Synonym Detection Sets. Multiple-choice synonym detection tasks, such as the TOEFL test questions (Landauer and Dumais 1997), are an alternative means of evaluating distributional models. A question in the TOEFL task consists of a cue word and four possible answer words, only one of which is a true synonym. Models are scored on the number of true synonyms identified out of 80 questions. The questions were designed by linguists to evaluate synonymy, so, unlike the evaluations considered thus far, TOEFL-style tests effectively discriminate between similarity and association. However, because they require a zero-one classification of pairs as synonymous or not, they do not test how well models discern pairs of medium or low similarity. More generally, in opposition to the fuzzy, statistical approaches to meaning predominant in both cognitive psychology (Griffiths, Steyvers, and Tenenbaum 2007) and NLP (Turney and Pantel 2010), they do not require similarity to be measured on a continuous scale.

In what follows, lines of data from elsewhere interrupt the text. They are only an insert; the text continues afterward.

//! Engine configuration

use serde::{Deserialize, Serialize};
use std::time::Duration;

use super::serde_utils::duration_secs;

/// Tuning knobs for the session engine
#[derive(Debug, Clone, Serialize, Deserialize)]
#[serde(default)]
pub struct EngineConfig {
    /// Worker threads for the shared I/O reactor.
    ///
    /// Terminal traffic is tiny; one thread serves many sessions.
    pub reactor_threads: usize,

    /// Terminal type sent with the PTY request
    pub terminal_type: String,

    /// Capacity of the inbound chunk queue per session
    pub inbound_capacity: usize,

    /// Reconnect backoff
    pub reconnect: ReconnectConfig,
}

impl Default for EngineConfig {
    fn default() -> Self {
        Self {
            reactor_threads: 1,
            terminal_type: "xterm-256color".to_string(),
            inbound_capacity: 256,
            reconnect: ReconnectConfig::default(),
        }
    }
}

/// Exponential backoff configuration for reconnect campaigns
#[derive(Debug, Clone, Serialize, Deserialize)]
#[serde(default)]
pub struct ReconnectConfig {
    /// Delay before the first retry
    #[serde(with = "duration_secs")]
    pub base_delay: Duration,

    /// Multiplier applied for each further attempt
    pub multiplier: f64,

    /// Attempts allowed before the session settles in `failed(timeout)`
    pub max_attempts: u32,

    /// Upper bound on a single delay
    #[serde(with = "duration_secs")]
    pub max_delay: Duration,

    /// Jitter factor (0.0 to 1.0), added on top of the computed delay
    pub jitter: f64,
}

impl Default for ReconnectConfig {
    fn default() -> Self {
        Self {
            base_delay: Duration::from_secs(1),
            multiplier: 2.0,
            max_attempts: 5,
            max_delay: Duration::from_secs(60),
            jitter: 0.0,
        }
    }
}
//! Exponential backoff for reconnect campaigns

use std::time::Duration;

use tether_core::config::ReconnectConfig;

/// Backoff schedule and attempt cap for a session's reconnect campaign.
///
/// Unlike a stepping backoff, the delay is a pure function of the attempt
/// number: the session owns the counter, so a campaign spread across several
/// `reconnect()` calls still sees 1, 2, 4, 8, 16 s with the defaults.
#[derive(Debug, Clone)]
pub struct ReconnectPolicy {
    /// Delay before the first retry
    base: Duration,
    /// Upper bound on a single delay
    max_delay: Duration,
    /// Multiplier
    multiplier: f64,
    /// Jitter factor (0.0 to 1.0)
    jitter: f64,
    /// Attempts allowed per campaign
    max_attempts: u32,
}

impl ReconnectPolicy {
    /// Create a policy from configuration
    pub fn from_config(config: &ReconnectConfig) -> Self {
        Self {
            base: config.base_delay,
            max_delay: config.max_delay,
            multiplier: config.multiplier,
            jitter: config.jitter.clamp(0.0, 1.0),
            max_attempts: config.max_attempts,
        }
    }

    /// Create a policy with custom parameters and no jitter
    pub fn new(base: Duration, multiplier: f64, max_attempts: u32, max_delay: Duration) -> Self {
        Self {
            base,
            max_delay,
            multiplier,
            jitter: 0.0,
            max_attempts,
        }
    }

    pub fn with_jitter(mut self, jitter: f64) -> Self {
        self.jitter = jitter.clamp(0.0, 1.0);
        self
    }

    pub fn max_attempts(&self) -> u32 {
        self.max_attempts
    }

    /// Whether `attempt` (1-based) may still be made
    pub fn allows(&self, attempt: u32) -> bool {
        attempt >= 1 && attempt <= self.max_attempts
    }

    /// Delay to wait before `attempt` (1-based)
    pub fn delay_for(&self, attempt: u32) -> Duration {
        let exponent = attempt.saturating_sub(1).min(i32::MAX as u32) as i32;
        let secs = self.base.as_secs_f64() * self.multiplier.powi(exponent);
        let delay = if secs.is_finite() && secs < self.max_delay.as_secs_f64() {
            Duration::from_secs_f64(secs)
        } else {
            self.max_delay
        };

        if self.jitter > 0.0 {
            let jitter_amount = delay.as_secs_f64() * self.jitter * rand::random::<f64>();
            delay + Duration::from_secs_f64(jitter_amount)
        } else {
            delay
        }
    }
}

impl Default for ReconnectPolicy {
    fn default() -> Self {
        Self::from_config(&ReconnectConfig::default())
    }
}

3. The SimLex-999 Data Set

Having considered the limitations of existing gold standards, in this section we describe the design of SimLex-999 in detail.

3.1 Choice of Concepts

Separating similarity from association. To create a test of the ability of models to capture similarity as opposed to association, we started with the ≈ 72,000 pairs of concepts in the USF data set. As the output of a free-association experiment, each of these pairs is associated to a greater or lesser extent. Importantly, inspecting the pairs revealed that a good range of similarity values are represented. In particular, there were many examples of hypernym/hyponym pairs [body, abdomen], cohyponym pairs [cat, dog], synonyms or near synonyms [deodorant, antiperspirant], and antonym pairs [good, evil]. From this cohort, we excluded pairs containing a multiple-word item [hot dog, mustard], and pairs containing a capital letter [Mexico, sun]. We ultimately sampled 900 of the SimLex-999 pairs from the resulting cohort of pairs, according to the stratification procedures outlined in the following sections.

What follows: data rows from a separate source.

//! Local mode: serve purely from cache, never touch an origin.

use std::sync::Arc;

use async_trait::async_trait;
use axum::http::StatusCode;

use crate::cache::{CacheError, CacheStore};
use crate::handlers::{is_cacheable, InboundRequest, RequestHandler};
use crate::http::headers::to_header_map;
use crate::http::response::{build_response, Outbound};
use crate::http::url::build_full_url;

pub struct LocalHandler {
    origin_base: String,
    store: Arc<CacheStore>,
}

impl LocalHandler {
    pub fn new(origin_base: impl Into<String>, store: Arc<CacheStore>) -> Self {
        Self {
            origin_base: origin_base.into().trim_end_matches('/').to_string(),
            store,
        }
    }
}

#[async_trait]
impl RequestHandler for LocalHandler {
    async fn handle(&self, request: InboundRequest) -> Outbound {
        let url = build_full_url(&self.origin_base, &request.path, request.query.as_deref());
        tracing::info!(method = %request.method, url = %url, "local mode request");

        // Cache keys only exist for GET/POST; anything else reaching a
        // cache-only deployment is a caller bug.
        if !is_cacheable(&request.method) {
            tracing::error!(method = %request.method, "method has no cache key");
            return Outbound::text(
                StatusCode::INTERNAL_SERVER_ERROR,
                format!("Unsupported method: {}", request.method),
            );
        }

        match self.store.get(&url, &request.method, request.cache_body()).await {
            Ok(Some(entry)) => {
                tracing::info!(url = %url, status = entry.status_code, "returning cached response");
                build_response(
                    entry.status_code,
                    to_header_map(&entry.headers),
                    entry.body,
                    Some(&request.path),
                )
            }
            Ok(None) => {
                tracing::warn!(url = %url, "cache not found");
                Outbound::text(
                    StatusCode::NOT_FOUND,
                    format!("Cache not found for: {}", request.path),
                )
            }
            Err(error @ CacheError::InvalidUrl(_)) => {
                tracing::warn!(url = %url, "request maps to no cache key");
                Outbound::text(StatusCode::BAD_REQUEST, error.to_string())
            }
            Err(error) => {
                tracing::error!(url = %url, error = %error, "cache read failed");
                Outbound::text(
                    StatusCode::INTERNAL_SERVER_ERROR,
                    format!("Cache read error: {error}"),
                )
            }
        }
    }
}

To complement this cohort with entirely unassociated pairs, we paired up the concepts from the 900 associated pairs at random. From these random parings, we excluded those that coincidentally occurred elsewhere in USF (and therefore had a degree of association). From the remaining pairs, we accepted only those in which both concepts had been subject to the USF norming procedure, ensuring that these non-USF pairs were indeed unassociated rather than simply not normed. We sampled the remaining 99 SimLex-999 pairs from this resulting cohort of unassociated pairs.

POS category. In light of the conceptual differences outlined in Section 2.2, SimLex-999 includes subsets of pairs from the three principle meaning-bearing POS categories: nouns, verbs, and adjectives. To classify potential pairs according to POS, we counted the frequency with which the items in each pair occurred with the three possible tags in the POS-tagged British National Corpus (Leech, Garside, and Bryant 1994). To minimize POS ambiguity, which could lead to inconsistent ratings, we excluded pairs containing a concept with lower than 75% tendency towards one particular POS. This yielded three sets of potential pairs : [A,A] pairs (of two concepts whose majority tag was Adjective), [N,N] pairs, and [V,V] pairs.

Given the likelihood that different cognitive operations are used in estimating the similarity between items of different POS-category (Section 2.2), concept pairs were presented to raters in batches defined according to POS. Unlike both WS-353 and MEN, pairs of concepts of mixed POS ([white, rabbit], [run,marathon]) were excluded. POS categories are generally considered to reflect very broad ontological classes (Fellbaum 1998). We thus felt it would be very difficult, or even counter-intuitive, for annotators to quantify the similarity of mixed POS pairs according to our instructions.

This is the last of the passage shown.